Para cerrar las brechas más rápido, garantizar el mantenimiento y obtener financiamiento, se optó por promover la inversión privada en infraestructura y, en particular, concesiones viales con peajes: el concesionario financiaría determinadas obras, se haría cargo del mantenimiento y operaría la vía a cambio de percibir ingresos por peajes.
Con este esquema se avanzó de manera significativa. Se asfaltaron, ampliaron y mantuvieron rutas que antes eran intransitables. Se conectaron ciudades y pueblos, llevando desarrollo con ello. Sin embargo, lamentablemente, en algunos casos hubo problemas de diseño y también de corrupción, como habría sido el caso del tramo de la Panamericana en su paso por Lima.
Todos estamos molestos con esta situación. Y esperamos que las personas y empresas responsables reciban todo el peso de la ley. También esperamos que las autoridades afronten la situación pensando en los intereses de la ciudadanía, y no tengan una actuación irresponsable y populista que vulnere la seguridad jurídica, ahuyente la inversión privada, anule la política pública de concesiones viales y nos cueste millones en indemnizaciones futuras.
El cuestionamiento a contratos corruptos o mal diseñados es legítimo, pero debe hacerse respetando las reglas de juego y teniendo en cuenta los costos en los años siguientes de malas decisiones hoy. No podemos permitir que, bajo la bandera del «abuso» o de la «defensa del usuario», se socaven los principios que permiten que existan carreteras en buen estado. Sin embargo, estamos viendo lo contrario.
Por un lado, tenemos a autoridades municipales que sin sustento legal buscan suspender el cobro de peajes. Esta medida puede sonar popular, pero deja sin financiamiento a la concesión y, por tanto, sin mantenimiento a más de cien kilómetros de vías. Proteger al ciudadano no es suspender los peajes, sino asegurar que las vías se mantengan en buen estado. Una medida ilegal o populista le termina costando al ciudadano tres veces: en deterioro, en riesgos y en arbitrajes.
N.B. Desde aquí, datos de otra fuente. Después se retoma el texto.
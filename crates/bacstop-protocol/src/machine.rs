//! Breath-test state machine.
//!
//! Sequences decoded events into test phases and produces exactly one
//! terminal [`Outcome`] per attempt. The machine never rejects input: anything
//! arriving after the terminal state is discarded and logged, and every
//! failure path (device cancel, blow error, malformed frame, inactivity,
//! lost link) lands in a terminal state.
//!
//! ```text
//! Idle → Countdown → AwaitBlow → Blowing → Analyzing → Finalizing → WrappingUp
//!                                                                        │
//!                         Complete | Cancelled | Errored  ◄──────────────┘
//! ```

use std::fmt;

use serde::Serialize;
use tracing::{debug, warn};

use crate::bac::Bac;
use crate::event::TestEvent;
use crate::frame::DecodeError;

/// Phases of a breath test.
#[derive(Debug, Clone, Copy, PartialEq, Eq, Hash, Serialize)]
pub enum Phase {
    Idle,
    Countdown,
    AwaitBlow,
    Blowing,
    Analyzing,
    Finalizing,
    WrappingUp,
    Complete,
    Cancelled,
    Errored,
}

impl Phase {
    pub fn is_terminal(&self) -> bool {
        matches!(self, Phase::Complete | Phase::Cancelled | Phase::Errored)
    }
}

impl fmt::Display for Phase {
    fn fmt(&self, f: &mut fmt::Formatter<'_>) -> fmt::Result {
        let name = match self {
            Phase::Idle => "idle",
            Phase::Countdown => "countdown",
            Phase::AwaitBlow => "await-blow",
            Phase::Blowing => "blowing",
            Phase::Analyzing => "analyzing",
            Phase::Finalizing => "finalizing",
            Phase::WrappingUp => "wrapping-up",
            Phase::Complete => "complete",
            Phase::Cancelled => "cancelled",
            Phase::Errored => "errored",
        };
        f.write_str(name)
    }
}

/// Why a test attempt produced no measurement.
#[derive(Debug, Clone, Copy, PartialEq, Eq, Hash, Serialize)]
#[serde(rename_all = "snake_case")]
pub enum FailureReason {
    /// The device reported the test as cancelled.
    Cancelled,
    /// The device reported insufficient breath.
    BlowError,
    /// No notification arrived within the inactivity window.
    Timeout,
    /// The link could not be established or dropped mid-test.
    ConnectionLost,
    /// A notification could not be decoded.
    MalformedFrame,
}

impl fmt::Display for FailureReason {
    fn fmt(&self, f: &mut fmt::Formatter<'_>) -> fmt::Result {
        let text = match self {
            FailureReason::Cancelled => "test cancelled by device",
            FailureReason::BlowError => "blow error (insufficient breath)",
            FailureReason::Timeout => "timed out waiting for device",
            FailureReason::ConnectionLost => "connection to device lost",
            FailureReason::MalformedFrame => "malformed frame from device",
        };
        f.write_str(text)
    }
}

/// Terminal result of one test attempt.
#[derive(Debug, Clone, Copy, PartialEq, Eq, Serialize)]
#[serde(tag = "status", rename_all = "snake_case")]
pub enum Outcome {
    Completed { bac: Bac },
    Failed { reason: FailureReason },
}

impl Outcome {
    pub fn failed(reason: FailureReason) -> Self {
        Outcome::Failed { reason }
    }

    /// The measured value, if the test completed.
    pub fn bac(&self) -> Option<Bac> {
        match self {
            Outcome::Completed { bac } => Some(*bac),
            Outcome::Failed { .. } => None,
        }
    }
}

impl fmt::Display for Outcome {
    fn fmt(&self, f: &mut fmt::Formatter<'_>) -> fmt::Result {
        match self {
            Outcome::Completed { bac } => write!(f, "BAC {bac}"),
            Outcome::Failed { reason } => write!(f, "test failed: {reason}"),
        }
    }
}

/// Anything the session can feed into the machine.
#[derive(Debug, Clone, PartialEq)]
pub enum Input {
    Event(TestEvent),
    Malformed(DecodeError),
    InactivityTimeout,
    LinkLost,
}

impl From<TestEvent> for Input {
    fn from(event: TestEvent) -> Self {
        Input::Event(event)
    }
}

impl From<Result<TestEvent, DecodeError>> for Input {
    fn from(decoded: Result<TestEvent, DecodeError>) -> Self {
        match decoded {
            Ok(event) => Input::Event(event),
            Err(err) => Input::Malformed(err),
        }
    }
}

/// Effect of feeding one input.
#[derive(Debug, Clone, Copy, PartialEq, Eq)]
pub enum Step {
    /// Still running; `from` may equal `to` for repeated counters.
    Advanced { from: Phase, to: Phase },
    /// This input ended the attempt.
    Finished(Outcome),
    /// The attempt had already ended; input ignored.
    Discarded,
}

/// State machine for a single breath-test attempt.
#[derive(Debug, Clone)]
pub struct TestStateMachine {
    phase: Phase,
    outcome: Option<Outcome>,
    inputs: usize,
}

impl Default for TestStateMachine {
    fn default() -> Self {
        Self::new()
    }
}

impl TestStateMachine {
    pub fn new() -> Self {
        Self {
            phase: Phase::Idle,
            outcome: None,
            inputs: 0,
        }
    }

    pub fn phase(&self) -> Phase {
        self.phase
    }

    /// The terminal outcome, once reached.
    pub fn outcome(&self) -> Option<Outcome> {
        self.outcome
    }

    pub fn is_terminal(&self) -> bool {
        self.phase.is_terminal()
    }

    /// Number of inputs fed so far, discarded ones included.
    pub fn inputs_seen(&self) -> usize {
        self.inputs
    }

    /// Feed one input and report what it did.
    pub fn feed(&mut self, input: impl Into<Input>) -> Step {
        let input = input.into();
        self.inputs += 1;

        if self.phase.is_terminal() {
            warn!(phase = %self.phase, ?input, "discarding input after test ended");
            return Step::Discarded;
        }

        match input {
            Input::Event(TestEvent::Result(bac)) => {
                self.finish(Phase::Complete, Outcome::Completed { bac })
            }
            Input::Event(TestEvent::Cancelled) => {
                self.finish(Phase::Cancelled, Outcome::failed(FailureReason::Cancelled))
            }
            Input::Event(TestEvent::BlowError) => {
                self.finish(Phase::Errored, Outcome::failed(FailureReason::BlowError))
            }
            Input::Malformed(err) => {
                warn!(error = %err, "malformed frame ends the test");
                self.finish(Phase::Errored, Outcome::failed(FailureReason::MalformedFrame))
            }
            Input::InactivityTimeout => {
                warn!(phase = %self.phase, "no notification within inactivity window");
                self.finish(Phase::Errored, Outcome::failed(FailureReason::Timeout))
            }
            Input::LinkLost => {
                warn!(phase = %self.phase, "link lost during test");
                self.finish(Phase::Errored, Outcome::failed(FailureReason::ConnectionLost))
            }
            Input::Event(event @ TestEvent::Countdown(_)) => {
                self.advance(event, Phase::Countdown, &[Phase::Idle, Phase::Countdown])
            }
            Input::Event(event @ TestEvent::StartBlow) => {
                self.advance(event, Phase::AwaitBlow, &[Phase::Idle, Phase::Countdown])
            }
            Input::Event(event @ TestEvent::KeepBlowing(_)) => {
                self.advance(event, Phase::Blowing, &[Phase::AwaitBlow, Phase::Blowing])
            }
            Input::Event(event @ TestEvent::Analyzing) => {
                self.advance(event, Phase::Analyzing, &[])
            }
            Input::Event(event @ TestEvent::Finalizing) => {
                self.advance(event, Phase::Finalizing, &[])
            }
            Input::Event(event @ TestEvent::WrappingUp) => {
                self.advance(event, Phase::WrappingUp, &[])
            }
        }
    }

    /// Move to `to`. An empty `expected_from` accepts any running phase.
    fn advance(&mut self, event: TestEvent, to: Phase, expected_from: &[Phase]) -> Step {
        let from = self.phase;
        if !expected_from.is_empty() && !expected_from.contains(&from) {
            debug!(%from, %to, ?event, "out-of-order event, following device");
        } else {
            debug!(%from, %to, ?event, "phase transition");
        }
        self.phase = to;
        Step::Advanced { from, to }
    }

    fn finish(&mut self, phase: Phase, outcome: Outcome) -> Step {
        debug!(from = %self.phase, to = %phase, %outcome, "test finished");
        self.phase = phase;
        self.outcome = Some(outcome);
        Step::Finished(outcome)
    }
}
Por otro lado, están las autoridades judiciales, que declaran la nulidad de peajes argumentando por falta de «vía alterna de calidad». Ositrán ya señaló que la existencia de una vía alterna no es condición necesaria para cobrar peajes, pero, en cualquier caso, la construcción de la misma es una responsabilidad del Estado. Exigirle al concesionario tareas que no le corresponden crea un precedente que ahuyenta a la inversión privada. No solo no corrige un problema, sino que crea uno mayor para todos los futuros proyectos.
Los peajes, aunque impopulares, son los que permiten que tengamos vías en buen estado. Si se deja sin ingresos al concesionario, se deja a los usuarios sin vías mantenidas. Ahí sí que se afecta el libre tránsito.
Lo que está en discusión no es si nos gustan o no los peajes, o si hubo o no corrupción. Estamos debatiendo la relevancia de la seguridad jurídica y, por tanto, la posibilidad de poder atraer a inversionistas privados que apuesten por el país para construir y mantener infraestructura. Tengamos presente que el Estado no tiene las capacidades ni los incentivos adecuados para hacerlo de manera directa (si piensa que sí, dele una nueva mirada al proyecto de la refinería de Talara).
Hoy, casi treinta años después de aquel viaje familiar, el trayecto Lima-Abancay toma como 16 horas, en un camino totalmente asfaltado. Requerimos esta y otras vías, y por tanto también los peajes que se usan para construirlas y mantenerlas.